Technology portfolio — business process mining, digital twins and knowledge graphs

Enefit IT
6 min readMar 18, 2021

Written by: Kristjan Eljand | Technology Scout

In last two years, we’ve been systematically gathering and evaluating new digital technologies. This article is the first introduction to our digital technology portfolio by giving our opinion about business process mining, digital twins, and knowledge graphs.

Our digital technology portfolio consists of techniques and concepts that can be implemented by software engineers or data scientists. Each technology is assessed from the perspective of business value (horizontal axis on the chart below) and technological matureness (vertical axis). This time, we describe our view on business process mining, digital twins and knowledge graphs — three technologies that have many connections.
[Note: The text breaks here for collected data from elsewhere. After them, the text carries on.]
pub mod key_range {
    pub const NO: u16 = 0x0000;
    pub const TRANSPARENT: u16 = 0x0001;

    pub const BASIC_MIN: u16 = 0x04;
    pub const BASIC_A: u16 = 0x04;
    pub const BASIC_1: u16 = 0x1e;
    pub const BASIC_0: u16 = 0x27;
    pub const BASIC_MAX: u16 = 0xa4;
    pub const SYSTEM_MIN: u16 = 0xa5;
    pub const SYSTEM_MAX: u16 = 0xa7;
    pub const MEDIA_MIN: u16 = 0xa8;
    pub const MEDIA_MAX: u16 = 0xbe;
    pub const MODIFIER_MIN: u16 = 0xe0;
    pub const MODIFIER_MAX: u16 = 0xe7;
    pub const MOUSE_MIN: u16 = 0xf0;
    pub const MOUSE_MAX: u16 = 0xff;

    pub const MODS_MIN: u16 = 0x0100;
    pub const MODS_MAX: u16 = 0x1fff;
    pub const MOD_CTRL: u16 = 0x0100;
    pub const MOD_SHIFT: u16 = 0x0200;
    pub const MOD_ALT: u16 = 0x0400;
    pub const MOD_GUI: u16 = 0x0800;
    pub const MOD_RIGHT: u16 = 0x1000;

    pub const MAX_TAP_DANCE_N: u16 = 0xff;
    pub const TAP_DANCE_MIN: u16 = 0x5700;
    pub const TAP_DANCE_MAX: u16 = TAP_DANCE_MIN + MAX_TAP_DANCE_N;

    pub const BOOTLOADER: u16 = 0x5c00;

    pub const USER_MIN: u16 = 0x7e40;
    pub const USER_MAX: u16 = 0x7fff;

    /// The basic keycode a modifier-wrapped keycode sends.
    pub const fn base_code(code: u16) -> u16 {
        if code >= MODS_MIN && code <= MODS_MAX {
            code & 0xff
        } else {
            code
        }
    }

    /// The wrapper modifier bits of `code` shifted down to the low byte (ctrl = 1, shift = 2,
    /// alt = 4, gui = 8, right-hand = 16).
    pub const fn mod_bits(code: u16) -> u8 {
        if code >= MODS_MIN && code <= MODS_MAX {
            ((code >> 8) & 0x1f) as u8
        } else {
            0
        }
    }
}

use key_range::{MOD_ALT, MOD_CTRL, MOD_GUI, MOD_SHIFT};

/// `C(kc)`: hold left control while sending `kc`.
pub const fn lctl(kc: u16) -> u16 {
    kc | MOD_CTRL
}

/// `S(kc)`: hold left shift while sending `kc`.
pub const fn lsft(kc: u16) -> u16 {
    kc | MOD_SHIFT
}

/// `A(kc)`: hold left alt while sending `kc`.
pub const fn lalt(kc: u16) -> u16 {
    kc | MOD_ALT
}

/// `G(kc)`: hold left gui while sending `kc`.
pub const fn lgui(kc: u16) -> u16 {
    kc | MOD_GUI
}

pub const fn ctl_sft(kc: u16) -> u16 {
    kc | MOD_CTRL | MOD_SHIFT
}

pub const fn ctl_alt(kc: u16) -> u16 {
    kc | MOD_CTRL | MOD_ALT
}

pub const fn sft_gui(kc: u16) -> u16 {
    kc | MOD_SHIFT | MOD_GUI
}

/// Tap-dance key for slot `n`.
pub const fn td(n: u8) -> u16 {
    key_range::TAP_DANCE_MIN + n as u16
}

/// The `n`th user keycode (QMK's `SAFE_RANGE + n`).
pub const fn user(n: u8) -> u16 {
    key_range::USER_MIN + n as u16
}

pub fn tap_dance_index(code: u16) -> Option<u8> {
    match code {
        key_range::TAP_DANCE_MIN..=key_range::TAP_DANCE_MAX => {
            Some((code - key_range::TAP_DANCE_MIN) as u8)
        }
        _ => None,
    }
}

pub fn user_index(code: u16) -> Option<u16> {
    match code {
        key_range::USER_MIN..=key_range::USER_MAX => Some(code - key_range::USER_MIN),
        _ => None,
    }
}

const UNSHIFTED: &[u8; 0x39 - 0x1e] = b"1234567890\n\x1b\x08\t -=[]\\#;'`,./";
const SHIFTED: &[u8; 0x39 - 0x1e] = b"!@#$%^&*()\n\x1b\x08\t _+{}|~:\"~<>?";

/// The character a keycode types on a US ANSI layout, taking a shift wrapper into account.
/// Returns `None` for anything that is not a printable character.
///
/// ```
/// use plk_common::keycodes::{kc, us_ascii};
///
/// assert_eq!(us_ascii(kc::EXLM), Some('!'));
/// assert_eq!(us_ascii(kc::BSLS), Some('\\'));
/// assert_eq!(us_ascii(kc::LEFT), None);
/// ```
pub const fn us_ascii(code: u16) -> Option<char> {
    let bits = key_range::mod_bits(code);
    if bits & !0x02 != 0 {
        return None;
    }
    let shifted = bits != 0;
    let base = key_range::base_code(code);
    match base {
        0x04..=0x1d => {
            let c = (base - key_range::BASIC_A) as u8;
            let c = if shifted { b'A' + c } else { b'a' + c };
            Some(c as char)
        }
        0x1e..=0x38 => {
            let i = (base - key_range::BASIC_1) as usize;
            let c = if shifted { SHIFTED[i] } else { UNSHIFTED[i] };
            if c.is_ascii_graphic() || c == b' ' {
                Some(c as char)
            } else {
                None
            }
        }
        _ => None,
    }
}

/// Named keycodes. Names follow QMK with the `KC_` prefix dropped; digits are `N0`..`N9`.
pub mod kc {
    use super::lsft;

    pub const NO: u16 = super::key_range::NO;
    pub const TRNS: u16 = super::key_range::TRANSPARENT;

    pub const A: u16 = 0x04;
    pub const B: u16 = 0x05;
    pub const C: u16 = 0x06;
    pub const D: u16 = 0x07;
    pub const E: u16 = 0x08;
    pub const F: u16 = 0x09;
    pub const G: u16 = 0x0a;
    pub const H: u16 = 0x0b;
    pub const I: u16 = 0x0c;
    pub const J: u16 = 0x0d;
    pub const K: u16 = 0x0e;
    pub const L: u16 = 0x0f;
    pub const M: u16 = 0x10;
    pub const N: u16 = 0x11;
    pub const O: u16 = 0x12;
    pub const P: u16 = 0x13;
    pub const Q: u16 = 0x14;
    pub const R: u16 = 0x15;
    pub const S: u16 = 0x16;
    pub const T: u16 = 0x17;
    pub const U: u16 = 0x18;
    pub const V: u16 = 0x19;
    pub const W: u16 = 0x1a;
    pub const X: u16 = 0x1b;
    pub const Y: u16 = 0x1c;
    pub const Z: u16 = 0x1d;
    pub const N1: u16 = 0x1e;
    pub const N2: u16 = 0x1f;
    pub const N3: u16 = 0x20;
    pub const N4: u16 = 0x21;
    pub const N5: u16 = 0x22;
    pub const N6: u16 = 0x23;
    pub const N7: u16 = 0x24;
    pub const N8: u16 = 0x25;
    pub const N9: u16 = 0x26;
    pub const N0: u16 = 0x27;
    pub const ENT: u16 = 0x28;
    pub const ESC: u16 = 0x29;
    pub const BSPC: u16 = 0x2a;
    pub const TAB: u16 = 0x2b;
    pub const SPC: u16 = 0x2c;
    pub const MINS: u16 = 0x2d;
    pub const EQL: u16 = 0x2e;
    pub const LBRC: u16 = 0x2f;
    pub const RBRC: u16 = 0x30;
    pub const BSLS: u16 = 0x31;
    pub const NUHS: u16 = 0x32;
    pub const SCLN: u16 = 0x33;
    pub const QUOT: u16 = 0x34;
    pub const GRV: u16 = 0x35;
    pub const COMM: u16 = 0x36;
    pub const DOT: u16 = 0x37;
    pub const SLSH: u16 = 0x38;
    pub const CAPS: u16 = 0x39;
    pub const F1: u16 = 0x3a;
    pub const F2: u16 = 0x3b;
    pub const F3: u16 = 0x3c;
    pub const F4: u16 = 0x3d;
    pub const F5: u16 = 0x3e;
    pub const F6: u16 = 0x3f;
    pub const F7: u16 = 0x40;
    pub const F8: u16 = 0x41;
    pub const F9: u16 = 0x42;
    pub const F10: u16 = 0x43;
    pub const F11: u16 = 0x44;
    pub const F12: u16 = 0x45;
    pub const PSCR: u16 = 0x46;
    pub const SLCK: u16 = 0x47;
    pub const PAUS: u16 = 0x48;
    pub const INS: u16 = 0x49;
    pub const HOME: u16 = 0x4a;
    pub const PGUP: u16 = 0x4b;
    pub const DEL: u16 = 0x4c;
    pub const END: u16 = 0x4d;
    pub const PGDN: u16 = 0x4e;
    pub const RGHT: u16 = 0x4f;
    pub const LEFT: u16 = 0x50;
    pub const DOWN: u16 = 0x51;
    pub const UP: u16 = 0x52;
    pub const NLCK: u16 = 0x53;
    pub const APP: u16 = 0x65;
    pub const F13: u16 = 0x68;
    pub const F14: u16 = 0x69;
    pub const F15: u16 = 0x6a;
    pub const F16: u16 = 0x6b;
    pub const F17: u16 = 0x6c;
    pub const F18: u16 = 0x6d;
    pub const F19: u16 = 0x6e;
    pub const F20: u16 = 0x6f;
    pub const F21: u16 = 0x70;
    pub const F22: u16 = 0x71;
    pub const F23: u16 = 0x72;
    pub const F24: u16 = 0x73;

    pub const PWR: u16 = 0xa5;
    pub const SLEP: u16 = 0xa6;
    pub const WAKE: u16 = 0xa7;

    pub const MUTE: u16 = 0xa8;
    pub const VOLU: u16 = 0xa9;
    pub const VOLD: u16 = 0xaa;
    pub const MNXT: u16 = 0xab;
    pub const MPRV: u16 = 0xac;
    pub const MSTP: u16 = 0xad;
    pub const MPLY: u16 = 0xae;
    pub const MSEL: u16 = 0xaf;

    pub const LCTL: u16 = 0xe0;
    pub const LSFT: u16 = 0xe1;
    pub const LALT: u16 = 0xe2;
    pub const LGUI: u16 = 0xe3;
    pub const RCTL: u16 = 0xe4;
    pub const RSFT: u16 = 0xe5;
    pub const RALT: u16 = 0xe6;
    pub const RGUI: u16 = 0xe7;

    pub const MS_U: u16 = 0xf0;
    pub const MS_D: u16 = 0xf1;
    pub const MS_L: u16 = 0xf2;
    pub const MS_R: u16 = 0xf3;
    pub const BTN1: u16 = 0xf4;
    pub const BTN2: u16 = 0xf5;
    pub const BTN3: u16 = 0xf6;
    pub const BTN4: u16 = 0xf7;
    pub const BTN5: u16 = 0xf8;
    pub const WH_U: u16 = 0xf9;
    pub const WH_D: u16 = 0xfa;
    pub const WH_L: u16 = 0xfb;
    pub const WH_R: u16 = 0xfc;
    pub const ACL0: u16 = 0xfd;
    pub const ACL1: u16 = 0xfe;
    pub const ACL2: u16 = 0xff;

    pub const TILD: u16 = lsft(GRV);
    pub const EXLM: u16 = lsft(N1);
    pub const AT: u16 = lsft(N2);
    pub const HASH: u16 = lsft(N3);
    pub const DLR: u16 = lsft(N4);
    pub const PERC: u16 = lsft(N5);
    pub const CIRC: u16 = lsft(N6);
    pub const AMPR: u16 = lsft(N7);
    pub const ASTR: u16 = lsft(N8);
    pub const LPRN: u16 = lsft(N9);
    pub const RPRN: u16 = lsft(N0);
    pub const UNDS: u16 = lsft(MINS);
    pub const PLUS: u16 = lsft(EQL);
    pub const LCBR: u16 = lsft(LBRC);
    pub const RCBR: u16 = lsft(RBRC);
    pub const PIPE: u16 = lsft(BSLS);
    pub const COLN: u16 = lsft(SCLN);
    pub const DQUO: u16 = lsft(QUOT);
    pub const LABK: u16 = lsft(COMM);
    pub const RABK: u16 = lsft(DOT);
    pub const QUES: u16 = lsft(SLSH);

    pub const BOOTLOADER: u16 = super::key_range::BOOTLOADER;
}

#[cfg(test)]
#[path = "keycodes_test.rs"]
mod test;
//! Per-user keymap policy for a Planck-style keyboard, sitting on top of a host firmware runtime.
//!
//! The host scans the matrix, debounces, times tap-dance gestures and talks USB. This crate
//! decides which keycode a position produces ([keymap]), what the custom layer keys and symbol
//! overrides do ([dispatch]) and how tap-dance gestures change layers ([tap_dance]).
//! [keyboard] wires those together behind a pair of channels.
#![no_std]
pub mod dispatch;
pub mod firmware_functions;
pub mod keyboard;
pub mod keymap;
pub mod keymaps;
pub mod layer;
pub mod tap_dance;

#[cfg(any(test, feature = "test-utils"))]
pub mod host_test_stub;

#[macro_use]
mod macros;
//! Tap-dance resolution: the host's gesture engine decides when a gesture is over and calls back
//! with how many taps it saw and whether the key is still held. This module turns that into a
//! [Dance] and the layer changes that go with it.

use heapless::Vec;

use crate::dispatch::Host;

pub const MAX_TAP_DANCES: usize = 16;

/// What the gesture engine reports when a gesture finishes.
#[derive(Debug, Default, Clone, Copy, PartialEq, Eq)]
#[cfg_attr(feature = "defmt", derive(defmt::Format))]
pub struct TapDanceState {
    pub count: u8,
    pub pressed: bool,
}

impl TapDanceState {
    pub const fn new(count: u8, pressed: bool) -> Self {
        Self { count, pressed }
    }
}

#[derive(Debug, Default, Clone, Copy, PartialEq, Eq)]
#[cfg_attr(feature = "defmt", derive(defmt::Format))]
pub enum Dance {
    SingleTap,
    SingleHold,
    DoubleTap,
    DoubleHold,
    /// Any other tap count; has no layer effect.
    #[default]
    Unclassified,
}

impl Dance {
    pub fn classify(state: &TapDanceState) -> Self {
        match (state.count, state.pressed) {
            (1, false) => Self::SingleTap,
            (1, true) => Self::SingleHold,
            (2, false) => Self::DoubleTap,
            (2, true) => Self::DoubleHold,
            _ => Self::Unclassified,
        }
    }

    pub fn is_hold(&self) -> bool {
        matches!(self, Self::SingleHold | Self::DoubleHold)
    }
}

/// One key, two layers: holding gives `hold` for as long as the key is down, a double tap latches
/// `toggle` on and a single tap turns it off again.
#[derive(Debug, Clone, Copy, PartialEq, Eq)]
#[cfg_attr(feature = "defmt", derive(defmt::Format))]
pub struct LayerDance {
    pub hold: u8,
    pub toggle: u8,
}

impl LayerDance {
    pub const fn new(hold: u8, toggle: u8) -> Self {
        Self { hold, toggle }
    }

    pub fn finished(&self, dance: Dance, host: &mut impl Host) {
        match dance {
            Dance::SingleTap => host.layer_off(self.toggle),
            Dance::DoubleTap => host.layer_on(self.toggle),
            Dance::SingleHold | Dance::DoubleHold => {
                host.layer_off(self.toggle);
                host.layer_on(self.hold);
            }
            Dance::Unclassified => {}
        }
    }

    pub fn reset(&self, dance: Dance, host: &mut impl Host) {
        if dance.is_hold() {
            host.layer_off(self.toggle);
            host.layer_off(self.hold);
        }
    }
}

/// The tap-dance slots of a keymap and the last outcome of each. The host only runs one gesture at
/// a time, so a slot's `reset` always follows its own `finished`.
#[derive(Debug)]
pub struct TapDances {
    dances: &'static [LayerDance],
    outcomes: Vec<Dance, MAX_TAP_DANCES>,
}

impl TapDances {
    pub fn new(dances: &'static [LayerDance]) -> Self {
        let mut outcomes = Vec::new();
        for _ in dances.iter().take(MAX_TAP_DANCES) {
            let _ = outcomes.push(Dance::Unclassified);
        }
        if dances.len() > MAX_TAP_DANCES {
            crate::error!(
                "too many tap dances {}; max is {}",
                dances.len(),
                MAX_TAP_DANCES
            );
        }
        Self { dances, outcomes }
    }

    pub fn len(&self) -> usize {
        self.outcomes.len()
    }

    pub fn is_empty(&self) -> bool {
        self.outcomes.is_empty()
    }

    pub fn last(&self, index: u8) -> Option<Dance> {
        self.outcomes.get(index as usize).copied()
    }

    /// Gesture finished: classify it, remember the outcome and apply it.
    pub fn finished(
        &mut self,
        index: u8,
        state: &TapDanceState,
        host: &mut impl Host,
    ) -> Option<Dance> {
        let i = index as usize;
        let (Some(dance), Some(outcome)) = (self.dances.get(i), self.outcomes.get_mut(i)) else {
            crate::warn!("no tap dance in slot {}", index);
            return None;
        };
        let d = Dance::classify(state);
        crate::debug!("tap dance {} finished {:?}", index, d);
        *outcome = d;
        dance.finished(d, host);
        Some(d)
    }

    /// Gesture released: undo whatever the last outcome of this slot holds.
    pub fn reset(&mut self, index: u8, host: &mut impl Host) {
        let i = index as usize;
        let (Some(dance), Some(outcome)) = (self.dances.get(i), self.outcomes.get(i)) else {
            crate::warn!("no tap dance in slot {}", index);
            return;
        };
        dance.reset(*outcome, host);
    }

    pub fn clear(&mut self) {
        for o in self.outcomes.iter_mut() {
            *o = Dance::Unclassified;
        }
    }
}

#[cfg(test)]
#[path = "tap_dance_test.rs"]
mod test;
Figure 2. Digital Technology Portfolio of E-Lab. Each point on the chart represents one technology. The expected business value is represented on the horizontal axis and the technological matureness on the vertical axis. Green — technologies that are worth to be tested and demonstrated. Dark blue — wait until the tech becomes more mature or until the expected business value increases.

Business Process Mining

Business Process Mining (BPM) is a family of techniques that support the analysis of business processes based on event logs. In other words, BPM is about taking a historical data about the business process and use it to visualize the actual workflow, calculate statistics of the process, analyze the effectiveness of process steps or participants and predict the outcome of ongoing processes.

In addition, modern BPM tools allow you to define the parameters of the process and run various simulations to see what parts of the process are or could become problematic. The animation below is an example of business process simulation with Apromore.

Figure 3. Simulating the process flow with Apromore

The use-cases of BPM could be grouped as follows:

1. Automatic process discovery — takes a process event log as an input and produces as-is model of business process. It has several advantages compared to manual business process modelling: A. It shows how processes are “actually” carried out not how they are “designed” to be carried out. B. It makes automatic updates of process map possible. C. It can maintain unlimited amount of processes.

2. Descriptive process mining — analyzing the effect of different process steps and participants to the duration and the result of the process. Descriptive mining enables to answer questions like “what is the average duration of each process step?” or “how many times are certain activities being carried out?”.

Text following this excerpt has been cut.